Re: [PATCH] tpm_tis: Disable interrupts on ThinkPad T490s

From: Hans de Goede
Date: Mon Nov 23 2020 - 07:20:44 EST


Hi,

On 11/19/20 6:05 PM, Jerry Snitselaar wrote:
>
> Hans de Goede @ 2020-11-19 07:42 MST:
>
>> Hi,
>>
>> On 11/19/20 7:36 AM, Jerry Snitselaar wrote:
>>>
>>> Matthew Garrett @ 2020-10-15 15:39 MST:
>>>
>>>> On Thu, Oct 15, 2020 at 2:44 PM Jerry Snitselaar <jsnitsel@xxxxxxxxxx> wrote:
>>>>>
>>>>> There is a misconfiguration in the bios of the gpio pin used for the
>>>>> interrupt in the T490s. When interrupts are enabled in the tpm_tis
>>>>> driver code this results in an interrupt storm. This was initially
>>>>> reported when we attempted to enable the interrupt code in the tpm_tis
>>>>> driver, which previously wasn't setting a flag to enable it. Due to
>>>>> the reports of the interrupt storm that code was reverted and we went back
>>>>> to polling instead of using interrupts. Now that we know the T490s problem
>>>>> is a firmware issue, add code to check if the system is a T490s and
>>>>> disable interrupts if that is the case. This will allow us to enable
>>>>> interrupts for everyone else. If the user has a fixed bios they can
>>>>> force the enabling of interrupts with tpm_tis.interrupts=1 on the
>>>>> kernel command line.
>>>>
>>>> I think an implication of this is that systems haven't been
>>>> well-tested with interrupts enabled. In general when we've found a
>>>> firmware issue in one place it ends up happening elsewhere as well, so
>>>> it wouldn't surprise me if there are other machines that will also be
>>>> unhappy with interrupts enabled. Would it be possible to automatically
>>>> detect this case (eg, if we get more than a certain number of
>>>> interrupts in a certain timeframe immediately after enabling the
>>>> interrupt) and automatically fall back to polling in that case? It
>>>> would also mean that users with fixed firmware wouldn't need to pass a
>>>> parameter.
>>>
>>> I believe Matthew is correct here. I found another system today
>>> with completely different vendor for both the system and the tpm chip.
>>> In addition another Lenovo model, the L490, has the issue.
>>>
>>> This initial attempt at a solution like Matthew suggested works on
>>> the system I found today, but I imagine it is all sorts of wrong.
>>> In the 2 systems where I've seen it, there are about 100000 interrupts
>>> in around 1.5 seconds, and then the irq code shuts down the interrupt
>>> because they aren't being handled.
>>
>> Is that with your patch? The IRQ should be silenced as soon as
>> devm_free_irq(chip->dev.parent, priv->irq, chip); is called.
>>
>
> No that is just with James' patchset that enables interrupts for
> tpm_tis. It looks like the irq is firing, but the tpm's int_status
> register is clear, so the handler immediately returns IRQ_NONE. After
> that happens 100000 times the core irq code shuts down the irq, but it
> isn't released so I could still see the stats in /proc/interrupts.

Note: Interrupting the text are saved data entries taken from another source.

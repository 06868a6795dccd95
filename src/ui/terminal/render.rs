//! Plain-text rendering of the main screen and its events.

use std::fmt::Write as _;

use crate::platform::{AppInfo, LaunchDescriptor};
use crate::ui::main_screen::{MainUiState, NormalState, PageType};
use crate::ui::mvi::AppViewEvent;

/// How many recent apps the home page shows.
const HOME_RECENT_LIMIT: usize = 4;

/// True when both states render the same screen at minute resolution.
///
/// Clock ticks republish the whole state every interval; only a change of
/// the displayed minute is worth redrawing for.
pub fn same_screen(previous: &MainUiState, next: &MainUiState) -> bool {
    match (previous, next) {
        (MainUiState::Loading, MainUiState::Loading) => true,
        (MainUiState::Normal(previous), MainUiState::Normal(next)) => {
            let mut previous = previous.clone();
            previous.current_time = next.current_time;
            previous == *next && clock_label(&previous) == clock_label(next)
        }
        _ => false,
    }
}

pub fn render_state(state: &MainUiState) -> String {
    match state {
        MainUiState::Loading => "Loading apps...\n".to_string(),
        MainUiState::Normal(state) => render_normal(state),
    }
}

fn render_normal(state: &NormalState) -> String {
    let mut out = String::new();
    let _ = writeln!(out, "== {} == {}", page_title(state.current_page), clock_label(state));
    if let Some(wallpaper) = &state.wallpaper {
        let _ = writeln!(
            out,
            "wallpaper: {} ({}x{})",
            wallpaper.source, wallpaper.width, wallpaper.height
        );
    }

    match state.current_page {
        PageType::Home => {
            let _ = writeln!(out, "recent:");
            write_apps(&mut out, state.recent_apps.iter().take(HOME_RECENT_LIMIT));
        }
        PageType::Info => {
            let _ = writeln!(out, "{}", state.current_time.format("%A, %d %B %Y"));
            let _ = writeln!(
                out,
                "{} apps installed, {} recently used",
                state.apps.len(),
                state.recent_apps.len()
            );
        }
        PageType::More => {
            let _ = writeln!(out, "more:");
            let _ = writeln!(out, "  settings   open launcher settings");
            let _ = writeln!(out, "  wallpaper  change wallpaper");
        }
        PageType::AllApps => {
            if state.search_query.is_empty() {
                let _ = writeln!(out, "all apps:");
            } else {
                let _ = writeln!(
                    out,
                    "search '{}' ({} of {}):",
                    state.search_query,
                    state.filtered_apps.len(),
                    state.apps.len()
                );
            }
            write_apps(&mut out, state.filtered_apps.iter());
        }
    }
    out
}

fn write_apps<'a>(out: &mut String, apps: impl Iterator<Item = &'a AppInfo>) {
    let mut empty = true;
    for app in apps {
        empty = false;
        let _ = writeln!(out, "  {:<24} {}", app.name, app.package_name);
    }
    if empty {
        let _ = writeln!(out, "  (none)");
    }
}

fn page_title(page: PageType) -> &'static str {
    match page {
        PageType::Home => "Home",
        PageType::Info => "Info",
        PageType::More => "More",
        PageType::AllApps => "All apps",
    }
}

fn clock_label(state: &NormalState) -> String {
    state.current_time.format("%H:%M").to_string()
}

pub fn describe_launch(descriptor: &LaunchDescriptor) -> String {
    let mut line = format!("{} -> {}", descriptor.action, descriptor.target);
    if let Some(data) = &descriptor.data {
        let _ = write!(line, " [{}]", data);
    }
    for (key, value) in &descriptor.extras {
        let _ = write!(line, " {}={}", key, value);
    }
    line
}

pub fn describe_app_event(event: &AppViewEvent) -> String {
    match event {
        AppViewEvent::PopupToastMessage(message) => format!("! {}", message),
        AppViewEvent::StartActivity(descriptor) => {
            format!("> start {}", describe_launch(descriptor))
        }
        AppViewEvent::SetResult { code, descriptor } => match descriptor {
            Some(descriptor) => format!("> result {} {}", code, describe_launch(descriptor)),
            None => format!("> result {}", code),
        },
    }
}

#[cfg(test)]
mod tests {
    use super::*;
    use chrono::{Duration, Local, TimeZone};
    use std::collections::BTreeMap;

    fn app(package: &str, name: &str) -> AppInfo {
        AppInfo {
            package_name: package.to_string(),
            name: name.to_string(),
            icon: None,
            metadata: BTreeMap::new(),
        }
    }

    fn normal() -> NormalState {
        let apps = vec![app("p.calc", "Calculator"), app("p.cam", "Camera")];
        let mut state = NormalState::new(apps.clone(), vec![apps[1].clone()], None);
        state.current_time = Local
            .with_ymd_and_hms(2024, 3, 1, 9, 30, 5)
            .single()
            .expect("unambiguous local time");
        state
    }

    #[test]
    fn loading_renders_placeholder() {
        assert_eq!(render_state(&MainUiState::Loading), "Loading apps...\n");
    }

    #[test]
    fn home_shows_clock_and_recent_apps() {
        let text = render_state(&MainUiState::Normal(normal()));
        assert!(text.starts_with("== Home == 09:30"));
        assert!(text.contains("Camera"));
        assert!(!text.contains("Calculator"));
    }

    #[test]
    fn all_apps_shows_search_summary() {
        let mut state = normal();
        state.current_page = PageType::AllApps;
        state.search_query = "calc".to_string();
        state.filtered_apps = vec![state.apps[0].clone()];

        let text = render_state(&MainUiState::Normal(state));
        assert!(text.contains("search 'calc' (1 of 2):"));
        assert!(text.contains("Calculator"));
        assert!(!text.contains("Camera"));
    }

    #[test]
    fn tick_within_same_minute_is_same_screen() {
        let before = normal();
        let mut after = before.clone();
        after.current_time = before.current_time + Duration::seconds(20);
        assert!(same_screen(
            &MainUiState::Normal(before.clone()),
            &MainUiState::Normal(after.clone())
        ));

        after.current_time = before.current_time + Duration::seconds(60);
        assert!(!same_screen(
            &MainUiState::Normal(before),
            &MainUiState::Normal(after)
        ));
    }

    #[test]
    fn page_change_is_a_new_screen() {
        let before = normal();
        let mut after = before.clone();
        after.current_page = PageType::More;
        assert!(!same_screen(
            &MainUiState::Normal(before),
            &MainUiState::Normal(after)
        ));
        assert!(!same_screen(&MainUiState::Loading, &MainUiState::Normal(normal())));
    }

    #[test]
    fn launch_description_includes_data_and_extras() {
        let descriptor = LaunchDescriptor::new("action.VIEW", "p.calc")
            .with_data("package:p.calc")
            .with_extra("mode", "quick");
        assert_eq!(
            describe_launch(&descriptor),
            "action.VIEW -> p.calc [package:p.calc] mode=quick"
        );
        assert_eq!(
            describe_app_event(&AppViewEvent::SetResult {
                code: 0,
                descriptor: None
            }),
            "> result 0"
        );
    }
}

I see, yes I have seen this behavior on the X1C8 with a pre-production BIOS.

> With
> my attempt below on top of that patchset it releases the irq. I had to
> stick the check prior to it checking the int_status register because it
> is cleared and the handler returns,

Ack.

> and I couldn't do the devm_free_irq
> directly in tis_int_handler, so I tried sticking it in tpm_tis_send
> where the other odd irq testing code was already located. I'm not sure
> if there is another place that would work better for calling the
> devm_free_irq.

Adding it together with the other IRQ testing related code seems fine
to me.

>> Depending on if we can get your storm-detection to work or not,
>> we might also choose to just never try to use the IRQ (at least on
>> x86 systems). AFAIK the TPM is never used for high-throughput stuff
>> so the polling overhead should not be a big deal (and I'm getting the feeling
>> that Windows always polls).
>>
>
> I was wondering about Windows as well. In addition to the Lenovo systems
> which the T490s had Nuvoton tpm, the system I found yesterday was a development
> system we have from a partner with an Infineon tpm. Dan Williams has
> seen it internally at Intel as well on some system.

Sounds to me like Windows never uses the IRQ, so we get the fun of finding
all the untested firmware bugs.

So if we cannot get this detection code to work reliable, maybe we should
just not use the IRQ at all, at least on X86 + ACPI systems?

Anyways lets try this storm-detection thing first, but I have the feeling
we should not spend too much time on this. Just outright disabling IRQ
support might be better.

REgards,

Hans